Basics of Trading (2) – Support and Resistance

Following on from the previous post on initial setup and charting.

Once you have access to charts you will want to start to understand how to look at them. As I wrote previously:

The higher timeframes (daily, 4 Hour, 1 hour) will give you a good idea what is happening.

(You should of course also be aware of the weekly, monthly and yearly levels).

You will hear all sorts trading advice repeated over and over. None is as common as “support becomes resistance and resistance becomes support”.

Basic support and resistance looks like this:

supp_res

Here is an example with a EURUSD daily chart:

The orange lines show Support and Resistance at a daily level. Price broke out in February but retraced back into the prior range. It found support at 1.28 and resistance again at 1.34 again in June-September. It broke above with a huge overnight move in September and extended to new 2 year highs. 1.34 is the obvious place for what is known as a “retest”.

The Euro was under selling pressure due to Greece/Cyprus when Mario Draghi announced in April that the ECB will do all it takes to support the Euro. He gave a warning to trader to not short the Euro. It was a no brainer but some people find it impossible to get long the Euro, focusing on the negative instead of the positives and the greatest one being the German industrial machine.

The Euro was under selling pressure due to Greece/Cyprus when Mario Draghi announced in April that the ECB will do all it takes to support the Euro. He gave a warning to trader to not short the Euro. It was a no brainer but some people find it impossible to get long the Euro, focusing on the negative instead of the positives and the greatest one being the German industrial machine.

The black boxes I have drawn on the chart are there to illustrate how “large ranges often give way to small ranges”. These are the words of Larry Williams (see https://atoast2trading.wordpress.com/2012/02/24/larry-williams-long-term-secrets-to-short-term-trading/) for more info.

I also put them there to illustrate another point. I think it was Paul Tudor Jones who said “if the market makes a large move in one direction it is sending you a powerful message”.

Some further explanation on support and resistance levels by Josh Lukeman in his book “The Market Makers edge”:

support_resistance

Market moves are often lightning quick based on some news even and are then followed by lots of sideways action, known as choppyness. Some say choppy like the sea, others because it chops your account up when you trade with tight stops. The market frequently only moves up and down a small bit over a period of days/weeks sucking in traders on either side in fakeout moves causing traders to chase price higher or lower and get trapped. These moves are created and taken advantage of by professionals who are looking for small moves on a daily basis while waiting for larger moves.

This is from a book called “New Frontiers in Technical Analysis” and explains what is happening:

market_particpants

I would suggest getting a copy of Jesse Livermore Reminiscences Of a Stock Operator. It is very popular with traders and a timeless classic. Livermore himself was known as the “boy plunger” because he used to like to “swing a large line from the short side”.

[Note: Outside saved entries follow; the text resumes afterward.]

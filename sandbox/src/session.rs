//! Evaluation session — one instantiated policy module and its heap checkpoints.
//!
//! The guest allocates with a bump pointer and never frees. The session
//! reclaims memory in bulk by resetting that pointer to one of two saved
//! checkpoints:
//!
//! - `base_heap_ptr`: right after the empty data document created at load time
//! - `data_heap_ptr`: right after the document installed by the last `set_data`
//!
//! `set_data` rewinds to `base_heap_ptr`, `evaluate` rewinds to
//! `data_heap_ptr`, so repeated evaluations reuse the same memory instead of
//! growing it. Handles from a previous call are invalid after the rewind.

use serde_json::{Map, Value};
use wasmtime::Store;

use crate::abi::{
    AbiVersion, BuiltinTable, EntrypointTable, Exports, SingleCallEval, SINGLE_CALL_EVAL_MINOR,
};
use crate::bridge::MemoryBridge;
use crate::config::PolicyConfig;
use crate::error::{handle_trap, PolicyError};
use crate::host_impl::HostState;

/// Which entrypoint an evaluation runs.
#[derive(Debug, Clone, Default, PartialEq, Eq)]
pub enum Entrypoint {
    /// The module's default entrypoint.
    #[default]
    Default,
    /// An entrypoint by numeric id.
    Id(i32),
    /// An entrypoint by name, e.g. `"authz/allow"`.
    Name(String),
}

impl From<&str> for Entrypoint {
    fn from(name: &str) -> Self {
        Self::Name(name.to_string())
    }
}

impl From<String> for Entrypoint {
    fn from(name: String) -> Self {
        Self::Name(name)
    }
}

impl From<i32> for Entrypoint {
    fn from(id: i32) -> Self {
        Self::Id(id)
    }
}

impl TryFrom<&Value> for Entrypoint {
    type Error = PolicyError;

    /// Select an entrypoint from a dynamically typed value: strings are
    /// names, integers are ids, `null` is the default.
    fn try_from(value: &Value) -> Result<Self, PolicyError> {
        match value {
            Value::Null => Ok(Self::Default),
            Value::String(name) => Ok(Self::Name(name.clone())),
            Value::Number(n) => n
                .as_i64()
                .and_then(|id| i32::try_from(id).ok())
                .map(Self::Id)
                .ok_or_else(|| PolicyError::InvalidEntrypointType(format!("number {}", n))),
            Value::Bool(_) => Err(PolicyError::InvalidEntrypointType("boolean".into())),
            Value::Array(_) => Err(PolicyError::InvalidEntrypointType("array".into())),
            Value::Object(_) => Err(PolicyError::InvalidEntrypointType("object".into())),
        }
    }
}

/// A loaded policy, ready to evaluate.
///
/// Serves one call at a time (`&mut self`); use one `Policy` per concurrent
/// caller. Instances share nothing with each other.
pub struct Policy {
    store: Store<HostState>,
    exports: Exports,
    bridge: MemoryBridge,
    entrypoints: EntrypointTable,
    abi: Option<AbiVersion>,
    config: PolicyConfig,
    /// Handle of the empty document encoded at construction.
    empty_data_addr: i32,
    /// Handle of the current base data document.
    data_addr: i32,
    base_heap_ptr: i32,
    data_heap_ptr: i32,
}

impl Policy {
    pub(crate) fn new(
        mut store: Store<HostState>,
        exports: Exports,
        bridge: MemoryBridge,
        entrypoints: EntrypointTable,
        abi: Option<AbiVersion>,
        config: PolicyConfig,
    ) -> Result<Self, PolicyError> {
        let empty = Value::Object(Map::new());
        let empty_data_addr = bridge.encode(&mut store, Some(&empty))?;
        let base_heap_ptr = handle_trap(exports.heap_ptr_get.call(&mut store, ()))?;

        Ok(Self {
            store,
            exports,
            bridge,
            entrypoints,
            abi,
            config,
            empty_data_addr,
            data_addr: empty_data_addr,
            base_heap_ptr,
            data_heap_ptr: base_heap_ptr,
        })
    }

    /// Replace the base data document every evaluation sees.
    ///
    /// Discards everything allocated by earlier evaluations and `set_data`
    /// calls. If the document cannot be moved into the guest, the policy is
    /// left with an empty data document.
    pub fn set_data(&mut self, document: &Value) -> Result<(), PolicyError> {
        self.begin_call()?;
        self.set_heap_ptr(self.base_heap_ptr)?;

        match self.install_data(document) {
            Ok((addr, heap_ptr)) => {
                self.data_addr = addr;
                self.data_heap_ptr = heap_ptr;
                Ok(())
            }
            Err(e) => {
                self.data_addr = self.empty_data_addr;
                self.data_heap_ptr = self.base_heap_ptr;
                Err(e)
            }
        }
    }

    /// Evaluate the default entrypoint against `input`.
    ///
    /// Returns the result set: an array with one entry per result binding,
    /// empty when the policy produced no definite result.
    pub fn evaluate(&mut self, input: &Value) -> Result<Value, PolicyError> {
        self.evaluate_entrypoint(Some(input), Entrypoint::Default)
    }

    /// Evaluate `entrypoint` against `input`; `None` leaves input undefined.
    pub fn evaluate_entrypoint(
        &mut self,
        input: Option<&Value>,
        entrypoint: impl Into<Entrypoint>,
    ) -> Result<Value, PolicyError> {
        let entrypoint_id = self.resolve_entrypoint(&entrypoint.into())?;
        self.begin_call()?;

        if let Some(single_call_eval) = self.single_call_eval() {
            return self.evaluate_single_call(single_call_eval, input, entrypoint_id);
        }

        self.set_heap_ptr(self.data_heap_ptr)?;
        let input_handle = self.bridge.encode(&mut self.store, input)?;

        let exports = &self.exports;
        let store = &mut self.store;
        let ctx = handle_trap(exports.eval_ctx_new.call(&mut *store, ()))?;
        handle_trap(exports.eval_ctx_set_input.call(&mut *store, (ctx, input_handle)))?;
        handle_trap(exports.eval_ctx_set_data.call(&mut *store, (ctx, self.data_addr)))?;
        if let Some(id) = entrypoint_id {
            handle_trap(exports.eval_ctx_set_entrypoint.call(&mut *store, (ctx, id)))?;
        }

        let code = handle_trap(exports.eval.call(&mut *store, ctx))?;
        if code != 0 {
            return Err(PolicyError::EvalFailed(code));
        }

        let result = handle_trap(exports.eval_ctx_get_result.call(&mut *store, ctx))?;
        if result == 0 {
            return Ok(Value::Array(Vec::new()));
        }
        self.bridge.decode(&mut self.store, result)
    }

    /// Evaluate the default entrypoint and report whether it produced exactly `[true]`.
    #[deprecated(note = "use `evaluate` and inspect the result set")]
    pub fn evaluate_boolean(&mut self, input: &Value) -> Result<bool, PolicyError> {
        let results = self.evaluate(input)?;
        Ok(matches!(results.as_array().map(Vec::as_slice), Some([Value::Bool(true)])))
    }

    /// The ABI version the module declared, if any.
    pub fn abi_version(&self) -> Option<AbiVersion> {
        self.abi
    }

    /// Entrypoints the module exposes.
    pub fn entrypoints(&self) -> &EntrypointTable {
        &self.entrypoints
    }

    /// Builtins the module may call.
    pub fn builtins(&self) -> &BuiltinTable {
        &self.store.data().builtins
    }

    /// Current linear memory size in pages.
    pub fn memory_pages(&self) -> u64 {
        self.bridge.memory().pages(&self.store)
    }

    /// Guest log lines captured during the last call.
    ///
    /// Empty unless `enable_guest_logs` is set.
    pub fn take_logs(&mut self) -> Vec<String> {
        std::mem::take(&mut self.store.data_mut().logs)
    }

    /// Resolve to the id passed to the guest; `None` keeps the module default.
    fn resolve_entrypoint(&self, entrypoint: &Entrypoint) -> Result<Option<i32>, PolicyError> {
        match entrypoint {
            Entrypoint::Default => Ok(None),
            Entrypoint::Id(id) if self.entrypoints.contains_id(*id) => Ok(Some(*id)),
            Entrypoint::Id(id) => Err(PolicyError::UnknownEntrypointId(*id)),
            Entrypoint::Name(name) => self
                .entrypoints
                .id(name)
                .map(Some)
                .ok_or_else(|| PolicyError::UnknownEntrypoint(name.clone())),
        }
    }

    /// Per-call setup: refill the fuel budget and clear captured logs.
    fn begin_call(&mut self) -> Result<(), PolicyError> {
        if let Some(fuel) = self.config.fuel_limit {
            self.store.set_fuel(fuel)?;
        }
        self.store.data_mut().logs.clear();
        Ok(())
    }

    /// Encode `document` and checkpoint the heap after it.
    ///
    /// Nothing is committed until both steps succeed.
    fn install_data(&mut self, document: &Value) -> Result<(i32, i32), PolicyError> {
        let addr = self.bridge.encode(&mut self.store, Some(document))?;
        let heap_ptr = handle_trap(self.exports.heap_ptr_get.call(&mut self.store, ()))?;
        Ok((addr, heap_ptr))
    }

    fn set_heap_ptr(&mut self, ptr: i32) -> Result<(), PolicyError> {
        tracing::trace!(ptr, "resetting guest heap pointer");
        handle_trap(self.exports.heap_ptr_set.call(&mut self.store, ptr))
    }

    fn single_call_eval(&self) -> Option<SingleCallEval> {
        let minor = self.abi.map(|v| v.minor)?;
        if !self.config.prefer_single_call_eval || minor < SINGLE_CALL_EVAL_MINOR {
            return None;
        }
        self.exports.single_call_eval.clone()
    }

    /// Evaluate through `opa_eval`: the input text goes straight to
    /// `data_heap_ptr` and the guest parses it itself.
    fn evaluate_single_call(
        &mut self,
        single_call_eval: SingleCallEval,
        input: Option<&Value>,
        entrypoint_id: Option<i32>,
    ) -> Result<Value, PolicyError> {
        let text = match input {
            Some(value) => serde_json::to_vec(value)
                .map_err(|e| PolicyError::Serialization(e.to_string()))?,
            None => Vec::new(),
        };
        let input_addr = self.data_heap_ptr;
        let heap_ptr = i32::try_from(input_addr as usize + text.len()).map_err(|_| {
            PolicyError::Serialization(format!("input of {} bytes is too large", text.len()))
        })?;
        let input_len = heap_ptr - input_addr;

        let memory = self.bridge.memory();
        memory.ensure_len(&mut self.store, heap_ptr as usize)?;
        memory.write(&mut self.store, input_addr, &text)?;

        let result_addr = handle_trap(single_call_eval.call(
            &mut self.store,
            (
                0,
                entrypoint_id.unwrap_or(0),
                self.data_addr,
                input_addr,
                input_len,
                heap_ptr,
                0,
            ),
        ))?;
        self.bridge.decode_text(&mut self.store, result_addr)
    }
}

Something from that book which explains further how support and resistance works:

Nobody should be puzzled as to whether a market is a bull or a bear market after it fairly starts. The trend is evident to a man who has an open mind and reasonably clear sight, for it is never wise for a speculator to fit his facts to his theories. Such a man will, or ought to, know whether it is a bull or a bear market, and if he knows that he knows whether to buy or to sell. It is therefore at the very inception of the movement that a man needs to know whether to buy or to sell. Let us say, for example, that the market, as it usually does in those between swings times, fluctuates within a range of ten points; up to 130 and down to 120. It may look very weak at the bottom; or, on the way up, after a rise of eight or ten points, it may look as strong as anything. A man ought not to be led into trading by tokens. He should wait until the tape tells him that the time is ripe. As a matter of fact, millions upon millions of dollars have been lost by men who bought stocks because they looked cheap or sold them because they looked dear.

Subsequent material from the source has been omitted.